I found out two days ago that of the seven months I have been dating my boyfriend he cheated on me for four... He has lied to me about everything, from day one and my world now is just... Shattered. I had suspected infidelity, and had brought it up and he admitted it, but lied and told me that he hadn't slept with this young woman since we officially began dating. I told him I forgave him, because it wasn't really cheating if we weren't fully together, but it hurt to know that he had still slept with her while we were trying to figure out if we wanted to date. Now this... And he didn't even tell me... A friend of his who I'd met once told me and then I confronted him about it. I have gotten all the information from everyone involved (including all if the people who knew it was happening and didn't say anything) I've made it very clear to this young woman that her plan to gain my fiancé (he proposed on my birthday, three weeks after the last time they slept together) as her own had failed and that she was to stay away from us and let us be. Even though I'm staying... And I DO want to fix this with him and get him help (he doesn't have a reason for why he cheated, not even a lie... He just says he doesn't know) I I don't know if I can... I moved to a different country for him, I have no one here but him... I am so incredibly list and confused. How how do I fix myself so that I can make a better and firmer decision on what to do, how do I help him so that he can be better to me I'd I do decide to stay beyond seeing him get help and how do I let go of all this hurt so that we can move on and try to move forward with our lives? I know we can't go back, I know I can't pretend it's Okay like I have been but I don't know what to donor how to feel... I'm so depressed and upset when he's sleeping or at work, but I'm trying to hide just how upset I still am when he's around... I just want to stop being so hurt by this...

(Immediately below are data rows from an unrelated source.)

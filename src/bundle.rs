//! # Bundle Construction
//!
//! Turns the application source tree into an interpreter-free bundle
//! directory, driven entirely by a version-controlled manifest file. Automatic
//! dependency discovery is treated as an untrusted heuristic: the manifest's
//! explicit include list is the source of truth for anything the copy rules
//! might drop, and a post-build size assertion guards against a bundle that
//! silently lost its native dependencies.
//!
//! The bundle stage also writes `bundle.json` at the bundle root: product,
//! version, entry point, default install tasks, and a content hash for every
//! bundled file. The installer-compilation stage refuses to run without it.

use std::fs;
use std::path::{Component, Path, PathBuf};

use anyhow::{Context, Result, bail};
use log::{debug, info, warn};
use serde::{Deserialize, Serialize};

use crate::invariant_ppt::assert_invariant;
use crate::state::{FileEntry, Tasks, hash_tree};

/// Name of the content index written at the bundle root.
pub const BUNDLE_INDEX_NAME: &str = "bundle.json";

/// Uninstall-time prompt used when the manifest does not override it.
/// `{dir}` is replaced with the user-data directory on the target machine.
pub const DEFAULT_PRESERVE_PROMPT: &str =
    "Also delete your DeskPulse data (settings, posture history, logs) at {dir}? This cannot be undone";

/// Acceptable output range for a finished bundle.
///
/// Falling below the minimum means the copy rules dropped something required
/// (usually a native dependency tree) and the bundle would fail at runtime on
/// the target machine, where it is unrecoverable without a rebuild. That makes
/// "too small" a hard build error. "Too large" only warrants investigation.
#[derive(Debug, Clone, Copy, Serialize, Deserialize)]
pub struct SizeRange {
    pub min_bytes: u64,
    pub max_bytes: u64,
    pub min_files: u64,
}

/// The version-controlled bundle manifest, reviewed by a human whenever the
/// application's dependencies change.
#[derive(Debug, Clone, Serialize, Deserialize)]
pub struct BundleManifest {
    pub product: String,
    pub version: String,
    /// Launcher file, relative to the bundle root (e.g. `DeskPulse.exe`).
    pub entry_point: String,
    /// Paths that MUST land in the bundle even if the exclude rules or the
    /// copy heuristics would drop them.
    #[serde(default)]
    pub include: Vec<String>,
    /// Path prefixes or single components to leave out (caches, tests,
    /// irrelevant native backends). Keeps the bundle inside its size range.
    #[serde(default)]
    pub exclude: Vec<String>,
    pub expected: SizeRange,
    #[serde(default)]
    pub default_tasks: Tasks,
    #[serde(default)]
    pub preserve_prompt: Option<String>,
}

pub fn load_manifest(path: &Path) -> Result<BundleManifest> {
    let raw = fs::read_to_string(path)
        .with_context(|| format!("read bundle manifest {}", path.display()))?;
    let manifest: BundleManifest = serde_json::from_str(&raw)
        .with_context(|| format!("parse bundle manifest {}", path.display()))?;
    if manifest.product.trim().is_empty() {
        bail!("bundle manifest {}: product is empty", path.display());
    }
    if manifest.entry_point.trim().is_empty() {
        bail!("bundle manifest {}: entry_point is empty", path.display());
    }
    Ok(manifest)
}

/// Index written to `bundle.json` and later embedded into the installer
/// artifact as its metadata.
#[derive(Debug, Clone, Serialize, Deserialize)]
pub struct BundleIndex {
    pub product: String,
    pub version: String,
    pub entry_point: String,
    pub default_tasks: Tasks,
    pub preserve_prompt: String,
    pub files: Vec<FileEntry>,
}

#[derive(Debug, Clone)]
pub struct BundleReport {
    pub file_count: u64,
    pub total_bytes: u64,
}

/// Builds the bundle directory from `source` into `out`.
///
/// `out` is cleaned first, so rebuilding is idempotent at the directory level.
/// The user never has to wonder whether stale files from a previous build are
/// hiding in the output.
pub fn build(source: &Path, manifest: &BundleManifest, out: &Path) -> Result<BundleReport> {
    if !source.is_dir() {
        bail!("bundle source directory not found: {}", source.display());
    }
    let entry = source.join(&manifest.entry_point);
    if !entry.is_file() {
        bail!(
            "entry-point launcher not found: {} (bundle manifest entry_point)",
            entry.display()
        );
    }

    // The root-level index name belongs to this tool; a payload file there
    // would be overwritten by the index and then fail hash verification on
    // every install of the compiled package.
    if manifest
        .include
        .iter()
        .any(|inc| Path::new(inc) == Path::new(BUNDLE_INDEX_NAME))
    {
        bail!(
            "the include list may not contain {BUNDLE_INDEX_NAME}; that name is reserved for the bundle index"
        );
    }

    // Clean-before-build.
    if out.exists() {
        fs::remove_dir_all(out).with_context(|| format!("clean {}", out.display()))?;
    }
    fs::create_dir_all(out).with_context(|| format!("create {}", out.display()))?;

    for entry in walkdir::WalkDir::new(source)
        .into_iter()
        .filter_map(|e| e.ok())
    {
        if !entry.file_type().is_file() {
            continue;
        }
        let rel = entry.path().strip_prefix(source).unwrap_or(entry.path());
        if rel == Path::new(BUNDLE_INDEX_NAME) {
            warn!(
                "source tree has a root-level {BUNDLE_INDEX_NAME}; that name is reserved for the bundle index, skipping it"
            );
            continue;
        }
        if is_excluded(rel, &manifest.exclude) && !is_forced(rel, &manifest.include) {
            debug!("excluded: {}", rel.display());
            continue;
        }
        copy_into(entry.path(), rel, out)?;
    }

    // The include list wins over everything: copy any forced entry the walk
    // above did not produce, and fail loudly when one is missing at the
    // source. A missing forced module is unrecoverable on the target machine.
    let mut missing = Vec::new();
    for inc in &manifest.include {
        let rel = PathBuf::from(inc);
        let src = source.join(&rel);
        let dst = out.join(&rel);
        if dst.exists() {
            continue;
        }
        if src.is_file() {
            copy_into(&src, &rel, out)?;
        } else if src.is_dir() {
            for e in walkdir::WalkDir::new(&src).into_iter().filter_map(|e| e.ok()) {
                if e.file_type().is_file() {
                    let r = e.path().strip_prefix(source).unwrap_or(e.path());
                    copy_into(e.path(), r, out)?;
                }
            }
        } else {
            missing.push(inc.clone());
        }
    }
    if !missing.is_empty() {
        bail!(
            "include list entries missing from source tree: {}",
            missing.join(", ")
        );
    }

    // Hash before writing the index so the index never lists itself.
    let files = hash_tree(out)?;
    let total_bytes: u64 = files.iter().map(|f| f.size).sum();
    let file_count = files.len() as u64;

    let plausible =
        total_bytes >= manifest.expected.min_bytes && file_count >= manifest.expected.min_files;
    if !plausible {
        bail!(
            "bundle is implausibly small ({} files, {} bytes; expected at least {} files, {} bytes) \
             - required native dependencies were likely dropped, review the include list",
            file_count,
            total_bytes,
            manifest.expected.min_files,
            manifest.expected.min_bytes
        );
    }
    // Recorded so contract tests can prove the plausibility gate ran.
    assert_invariant(
        plausible,
        "bundle size within plausible range",
        Some("Bundle"),
    );
    if total_bytes > manifest.expected.max_bytes {
        warn!(
            "bundle is larger than expected ({} bytes > {} bytes) - check for accidentally bundled modules",
            total_bytes, manifest.expected.max_bytes
        );
    }

    let index = BundleIndex {
        product: manifest.product.clone(),
        version: manifest.version.clone(),
        entry_point: manifest.entry_point.clone(),
        default_tasks: manifest.default_tasks,
        preserve_prompt: manifest
            .preserve_prompt
            .clone()
            .unwrap_or_else(|| DEFAULT_PRESERVE_PROMPT.to_string()),
        files,
    };
    let index_path = out.join(BUNDLE_INDEX_NAME);
    fs::write(
        &index_path,
        serde_json::to_string_pretty(&index).context("serialize bundle index")?,
    )
    .with_context(|| format!("write {}", index_path.display()))?;

    info!(
        "bundled {} {}: {} files, {} bytes -> {}",
        index.product,
        index.version,
        file_count,
        total_bytes,
        out.display()
    );
    Ok(BundleReport {
        file_count,
        total_bytes,
    })
}

pub fn read_index(bundle_dir: &Path) -> Result<BundleIndex> {
    let path = bundle_dir.join(BUNDLE_INDEX_NAME);
    if !path.exists() {
        bail!(
            "no {} found in {} - run the bundle stage before compiling an installer",
            BUNDLE_INDEX_NAME,
            bundle_dir.display()
        );
    }
    let raw = fs::read_to_string(&path).with_context(|| format!("read {}", path.display()))?;
    serde_json::from_str(&raw).with_context(|| format!("parse {}", path.display()))
}

/// A path is excluded when any exclude pattern matches one of its components
/// (`__pycache__`) or is a prefix of the relative path (`app/tests`).
fn is_excluded(rel: &Path, excludes: &[String]) -> bool {
    for pattern in excludes {
        let as_path = Path::new(pattern);
        if rel.starts_with(as_path) {
            return true;
        }
        if !pattern.contains('/') {
            let hit = rel.components().any(|c| match c {
                Component::Normal(os) => os.to_string_lossy() == pattern.as_str(),
                _ => false,
            });
            if hit {
                return true;
            }
        }
    }
    false
}

fn is_forced(rel: &Path, includes: &[String]) -> bool {
    includes
        .iter()
        .any(|inc| rel.starts_with(Path::new(inc)))
}

fn copy_into(src: &Path, rel: &Path, out: &Path) -> Result<()> {
    let dest = out.join(rel);
    if let Some(parent) = dest.parent() {
        fs::create_dir_all(parent).with_context(|| format!("create {}", parent.display()))?;
    }
    fs::copy(src, &dest)
        .with_context(|| format!("copy {} -> {}", src.display(), dest.display()))?;
    Ok(())
}
//! # Layout Module
//!
//! Single source of truth for where DeskPulse lives on a machine.
//!
//! There are exactly two durable trees, and they are deliberately disjoint:
//!
//! 1. **Program directory** - immutable application files, overwritten on every
//!    install/upgrade, removed unconditionally on uninstall.
//!    Default: `%LOCALAPPDATA%\Programs\DeskPulse` (Windows) or
//!    `~/.local/share/Programs/DeskPulse` (elsewhere).
//! 2. **User-data directory** - config, posture database, logs. Never touched by
//!    install or upgrade; removed on uninstall only with explicit consent.
//!    Default: `%APPDATA%\DeskPulse` (Windows) or `~/.local/share/DeskPulse`.
//!
//! The disjointness of these two trees is what makes "upgrade never destroys
//! user data" a structural guarantee instead of a hope. Every destructive
//! operation asserts it first.

use std::path::{Path, PathBuf};

use anyhow::{Context, Result, bail};

use crate::invariant_ppt::assert_invariant;

/// Product name used for directory names, shortcuts, and report headers.
pub const PRODUCT_NAME: &str = "DeskPulse";

/// File name of the user configuration inside the data directory.
pub const CONFIG_FILE: &str = "config.json";

/// File name of the posture-event database inside the data directory.
pub const DATABASE_FILE: &str = "deskpulse.db";

/// File name of the install receipt inside the program directory.
pub const RECEIPT_FILE: &str = "install-receipt.json";

/// Resolved filesystem layout for one invocation.
///
/// Both roots can be overridden per-invocation (tests, portable setups);
/// the defaults come from the platform conventions via `directories`.
#[derive(Debug, Clone)]
pub struct Layout {
    pub program_dir: PathBuf,
    pub data_dir: PathBuf,
}

impl Layout {
    /// Resolves the layout, applying CLI overrides where given.
    pub fn resolve(program_dir: Option<&Path>, data_dir: Option<&Path>) -> Result<Self> {
        let layout = match (program_dir, data_dir) {
            (Some(p), Some(d)) => Layout {
                program_dir: p.to_path_buf(),
                data_dir: d.to_path_buf(),
            },
            _ => {
                let base = directories::BaseDirs::new()
                    .context("could not determine user directories for this account")?;
                Layout {
                    program_dir: program_dir.map(Path::to_path_buf).unwrap_or_else(|| {
                        base.data_local_dir().join("Programs").join(PRODUCT_NAME)
                    }),
                    data_dir: data_dir
                        .map(Path::to_path_buf)
                        .unwrap_or_else(|| base.data_dir().join(PRODUCT_NAME)),
                }
            }
        };
        Ok(layout)
    }

    pub fn config_path(&self) -> PathBuf {
        self.data_dir.join(CONFIG_FILE)
    }

    pub fn database_path(&self) -> PathBuf {
        self.data_dir.join(DATABASE_FILE)
    }

    pub fn logs_dir(&self) -> PathBuf {
        self.data_dir.join("logs")
    }

    pub fn receipt_path(&self) -> PathBuf {
        self.program_dir.join(RECEIPT_FILE)
    }

    /// Verifies that the program tree and the user-data tree do not overlap.
    ///
    /// Called before every destructive operation (install swap, uninstall).
    /// A violated layout means deleting the program directory could take user
    /// data with it, so this is a hard error, never a warning.
    pub fn assert_disjoint(&self) -> Result<()> {
        let disjoint = trees_disjoint(&self.program_dir, &self.data_dir);
        assert_invariant(
            disjoint,
            "program directory and user-data directory must be disjoint",
            Some("Layout"),
        );
        if !disjoint {
            bail!(
                "refusing to proceed: program dir {} and data dir {} overlap",
                self.program_dir.display(),
                self.data_dir.display()
            );
        }
        Ok(())
    }
}

/// True when neither tree is a prefix of the other.
///
/// Comparison is component-wise on the lexical paths (the directories may not
/// exist yet), with `.` and `..` components resolved first so `root/sub/..`
/// and `root/data` compare as the overlapping trees they really are. Windows
/// paths compare case-insensitively.
pub fn trees_disjoint(a: &Path, b: &Path) -> bool {
    let a = normalize(a);
    let b = normalize(b);
    a != b && !a.starts_with(&b) && !b.starts_with(&a)
}

fn normalize(p: &Path) -> PathBuf {
    use std::path::Component;

    let mut out = PathBuf::new();
    for comp in p.components() {
        match comp {
            Component::CurDir => {}
            Component::ParentDir => {
                match out.components().next_back() {
                    // `a/b/..` collapses to `a`.
                    Some(Component::Normal(_)) => {
                        out.pop();
                    }
                    // `/..` stays `/`; there is nothing above the root.
                    Some(Component::RootDir) | Some(Component::Prefix(_)) => {}
                    // A relative path may keep leading `..` components.
                    _ => out.push(".."),
                }
            }
            other => out.push(other.as_os_str()),
        }
    }
    if cfg!(windows) {
        PathBuf::from(out.to_string_lossy().to_lowercase())
    } else {
        out
    }
}
#[cfg(test)]
mod tests {
    use super::*;
    use crate::bundle::{self, BundleManifest, SizeRange};
    use crate::state::hash_tree;
    use crate::system::MockSystem;

    fn make_package(root: &Path, version: &str, payload: &str) -> PathBuf {
        let src = root.join(format!("src-{version}"));
        fs::create_dir_all(src.join("cv")).unwrap();
        fs::write(src.join("DeskPulse.exe"), format!("launcher {version}")).unwrap();
        fs::write(src.join("cv").join("pipeline.bin"), payload).unwrap();

        let manifest = BundleManifest {
            product: "DeskPulse".to_string(),
            version: version.to_string(),
            entry_point: "DeskPulse.exe".to_string(),
            include: vec![],
            exclude: vec![],
            expected: SizeRange {
                min_bytes: 1,
                max_bytes: 1_000_000,
                min_files: 1,
            },
            default_tasks: Tasks::default(),
            preserve_prompt: None,
        };
        let bundle_dir = root.join(format!("bundle-{version}"));
        bundle::build(&src, &manifest, &bundle_dir).unwrap();
        let pkg = root.join(format!("setup-{version}.tar.gz"));
        package::compile(&bundle_dir, &pkg, package::DEFAULT_MAX_ARTIFACT_BYTES).unwrap();
        pkg
    }

    fn test_layout(root: &Path) -> Layout {
        Layout {
            program_dir: root.join("programs").join("DeskPulse"),
            data_dir: root.join("appdata").join("DeskPulse"),
        }
    }

    #[test]
    fn fresh_install_writes_receipt_and_shortcuts() {
        let tmp = tempfile::tempdir().unwrap();
        let layout = test_layout(tmp.path());
        let pkg = make_package(tmp.path(), "1.0.0", "native v1");
        let mock = MockSystem::default();

        let receipt = install(&layout, &mock, &pkg, &InstallOptions::default()).unwrap();

        assert!(layout.program_dir.join("DeskPulse.exe").exists());
        assert!(layout.receipt_path().exists());
        assert_eq!(receipt.version, "1.0.0");
        // Default tasks: start menu + desktop, no auto-start.
        assert_eq!(mock.shortcuts.lock().unwrap().len(), 2);
        assert!(mock.autostart.lock().unwrap().is_empty());
        // Install never creates the data directory.
        assert!(!layout.data_dir.exists());
    }

    #[test]
    fn task_overrides_win_over_package_defaults() {
        let tmp = tempfile::tempdir().unwrap();
        let layout = test_layout(tmp.path());
        let pkg = make_package(tmp.path(), "1.0.0", "native v1");
        let mock = MockSystem::default();

        let opts = InstallOptions {
            overrides: TaskOverrides {
                desktop_shortcut: Some(false),
                autostart: Some(true),
                ..Default::default()
            },
            seed_config: false,
        };
        install(&layout, &mock, &pkg, &opts).unwrap();

        let shortcuts = mock.shortcuts.lock().unwrap();
        assert_eq!(shortcuts.len(), 1);
        assert_eq!(shortcuts[0].0, ShortcutLocation::StartMenu);
        assert!(mock.autostart.lock().unwrap().contains_key("DeskPulse"));
    }

    #[test]
    fn fresh_install_with_autostart_off_leaves_the_host_alone() {
        let tmp = tempfile::tempdir().unwrap();
        let layout = test_layout(tmp.path());
        let pkg = make_package(tmp.path(), "1.0.0", "native v1");
        let mock = MockSystem::default();

        install(&layout, &mock, &pkg, &InstallOptions::default()).unwrap();

        // Nothing to clear, so no clearing call is made.
        assert_eq!(*mock.autostart_unregisters.lock().unwrap(), 0);
    }

    #[test]
    fn upgrade_clears_previously_selected_autostart() {
        let tmp = tempfile::tempdir().unwrap();
        let layout = test_layout(tmp.path());
        let mock = MockSystem::default();

        let v1 = make_package(tmp.path(), "1.0.0", "native v1");
        let opts = InstallOptions {
            overrides: TaskOverrides {
                autostart: Some(true),
                ..Default::default()
            },
            seed_config: false,
        };
        install(&layout, &mock, &v1, &opts).unwrap();
        assert!(mock.autostart.lock().unwrap().contains_key("DeskPulse"));

        // Upgrading with the task back at its default (off) clears it.
        let v2 = make_package(tmp.path(), "1.1.0", "native v2");
        install(&layout, &mock, &v2, &InstallOptions::default()).unwrap();
        assert!(mock.autostart.lock().unwrap().is_empty());
    }

    #[test]
    fn upgrade_replaces_program_and_preserves_user_data() {
        let tmp = tempfile::tempdir().unwrap();
        let layout = test_layout(tmp.path());
        let mock = MockSystem::default();

        let v1 = make_package(tmp.path(), "1.0.0", "native v1");
        install(&layout, &mock, &v1, &InstallOptions::default()).unwrap();

        // Simulate the app having run: config, database, logs.
        fs::create_dir_all(layout.logs_dir()).unwrap();
        fs::write(layout.config_path(), r#"{"backend_url":"http://my-box:9000"}"#).unwrap();
        fs::write(layout.database_path(), "posture events").unwrap();
        fs::write(layout.logs_dir().join("app.log"), "log lines").unwrap();
        let data_before = hash_tree(&layout.data_dir).unwrap();

        let v2 = make_package(tmp.path(), "1.1.0", "native v2 bigger");
        install(&layout, &mock, &v2, &InstallOptions::default()).unwrap();

        let receipt = state::read_receipt(&layout.receipt_path()).unwrap();
        assert_eq!(receipt.version, "1.1.0");
        assert_eq!(
            fs::read_to_string(layout.program_dir.join("cv").join("pipeline.bin")).unwrap(),
            "native v2 bigger"
        );
        // The upgrade contract: user data is bit-for-bit untouched.
        assert_eq!(hash_tree(&layout.data_dir).unwrap(), data_before);
    }

    #[test]
    fn reinstall_same_version_is_idempotent() {
        let tmp = tempfile::tempdir().unwrap();
        let layout = test_layout(tmp.path());
        let mock = MockSystem::default();
        let pkg = make_package(tmp.path(), "1.0.0", "native v1");

        install(&layout, &mock, &pkg, &InstallOptions::default()).unwrap();
        let receipt_a = state::read_receipt(&layout.receipt_path()).unwrap();

        install(&layout, &mock, &pkg, &InstallOptions::default()).unwrap();
        let receipt_b = state::read_receipt(&layout.receipt_path()).unwrap();

        // Identical payload; only the install timestamp may differ.
        assert_eq!(receipt_a.files, receipt_b.files);
        assert_eq!(receipt_a.version, receipt_b.version);
        // No duplicate shortcuts accumulate.
        assert_eq!(mock.shortcuts.lock().unwrap().len(), 2);
    }

    #[test]
    fn downgrade_is_refused() {
        let tmp = tempfile::tempdir().unwrap();
        let layout = test_layout(tmp.path());
        let mock = MockSystem::default();

        let v2 = make_package(tmp.path(), "2.0.0", "native v2");
        install(&layout, &mock, &v2, &InstallOptions::default()).unwrap();

        let v1 = make_package(tmp.path(), "1.0.0", "native v1");
        let err = install(&layout, &mock, &v1, &InstallOptions::default()).unwrap_err();
        assert!(err.to_string().contains("downgrades are not supported"));
        // Existing install is untouched.
        let receipt = state::read_receipt(&layout.receipt_path()).unwrap();
        assert_eq!(receipt.version, "2.0.0");
    }

    #[test]
    fn corrupt_package_leaves_existing_install_intact() {
        let tmp = tempfile::tempdir().unwrap();
        let layout = test_layout(tmp.path());
        let mock = MockSystem::default();

        let v1 = make_package(tmp.path(), "1.0.0", "native v1");
        install(&layout, &mock, &v1, &InstallOptions::default()).unwrap();

        // Build a v2 bundle, then silently corrupt a payload file after
        // indexing so the embedded hashes no longer match.
        let src = tmp.path().join("src-corrupt");
        fs::create_dir_all(&src).unwrap();
        fs::write(src.join("DeskPulse.exe"), "launcher 2.0.0").unwrap();
        let manifest = BundleManifest {
            product: "DeskPulse".to_string(),
            version: "2.0.0".to_string(),
            entry_point: "DeskPulse.exe".to_string(),
            include: vec![],
            exclude: vec![],
            expected: SizeRange {
                min_bytes: 1,
                max_bytes: 1_000_000,
                min_files: 1,
            },
            default_tasks: Tasks::default(),
            preserve_prompt: None,
        };
        let bundle_dir = tmp.path().join("bundle-corrupt");
        bundle::build(&src, &manifest, &bundle_dir).unwrap();
        fs::write(bundle_dir.join("DeskPulse.exe"), "tampered").unwrap();
        let pkg = tmp.path().join("corrupt.tar.gz");
        package::compile(&bundle_dir, &pkg, package::DEFAULT_MAX_ARTIFACT_BYTES).unwrap();

        let err = install(&layout, &mock, &pkg, &InstallOptions::default()).unwrap_err();
        assert!(err.to_string().contains("hash mismatch"));

        let receipt = state::read_receipt(&layout.receipt_path()).unwrap();
        assert_eq!(receipt.version, "1.0.0");
        assert_eq!(
            fs::read_to_string(layout.program_dir.join("DeskPulse.exe")).unwrap(),
            "launcher 1.0.0"
        );
    }

    #[test]
    fn seed_config_only_writes_when_absent() {
        let tmp = tempfile::tempdir().unwrap();
        let layout = test_layout(tmp.path());
        let mock = MockSystem::default();
        let pkg = make_package(tmp.path(), "1.0.0", "native v1");

        let opts = InstallOptions {
            seed_config: true,
            ..Default::default()
        };
        install(&layout, &mock, &pkg, &opts).unwrap();
        let seeded = fs::read_to_string(layout.config_path()).unwrap();
        assert!(seeded.contains(config::DEFAULT_BACKEND_URL));

        // User edits, then reinstalls with --seed-config again.
        fs::write(layout.config_path(), r#"{"backend_url":"http://mine:1"}"#).unwrap();
        install(&layout, &mock, &pkg, &opts).unwrap();
        assert_eq!(
            fs::read_to_string(layout.config_path()).unwrap(),
            r#"{"backend_url":"http://mine:1"}"#
        );
    }

    #[test]
    fn overlapping_layout_is_refused() {
        let tmp = tempfile::tempdir().unwrap();
        let layout = Layout {
            program_dir: tmp.path().join("DeskPulse"),
            data_dir: tmp.path().join("DeskPulse").join("data"),
        };
        let pkg = make_package(tmp.path(), "1.0.0", "native v1");
        let mock = MockSystem::default();

        let result = std::panic::catch_unwind(std::panic::AssertUnwindSafe(|| {
            install(&layout, &mock, &pkg, &InstallOptions::default())
        }));
        // Debug builds panic on the violated invariant; release builds error.
        match result {
            Ok(inner) => assert!(inner.is_err()),
            Err(_) => {}
        }
    }
}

My boyfriend left fora week and I went out partying with my girl friend. Needless to say I ended up getting a ride home from a guy I did stuff with in the past while I wasn't in my right mind. We messed around and my girlfriend knows I did. I Messaged my bf the next day because I was upset that my girlfriend allowed me to go with the guy when I wasn't thinking straight. I told him how bad of a friend she was and that I didn't wanna hang out with her again . But I didn't tell him why or what I did. Somehow my girlfriend hacked my Facebook account and saw what I said about her and is now threatening to tell my boyfriend. I don't know what to do HELP!

How do you know if you should even begin to forgive the cheater? Is emotional cheating any better than physical cheating? I was cheated on emotionally and I'm broken but I don't know if I should take him back. Do I let him prove he's fighting for us first?

I cheated on my boyfriend of 5 years at the start of this year. Thing is we had just broken up but were in the process of mending. I was truly shattered when we did break up and turned to someone I definitely shouldn't have. He recently found out but never said anything until today. I really want to work it out, I love him to much to let this relationship go.

My boyfriend and I have been dating for 4 years. I just recently admitted to cheating on him in our first year of dating and he has broken things off. I want so desperately to be with him and don't know how to make things work...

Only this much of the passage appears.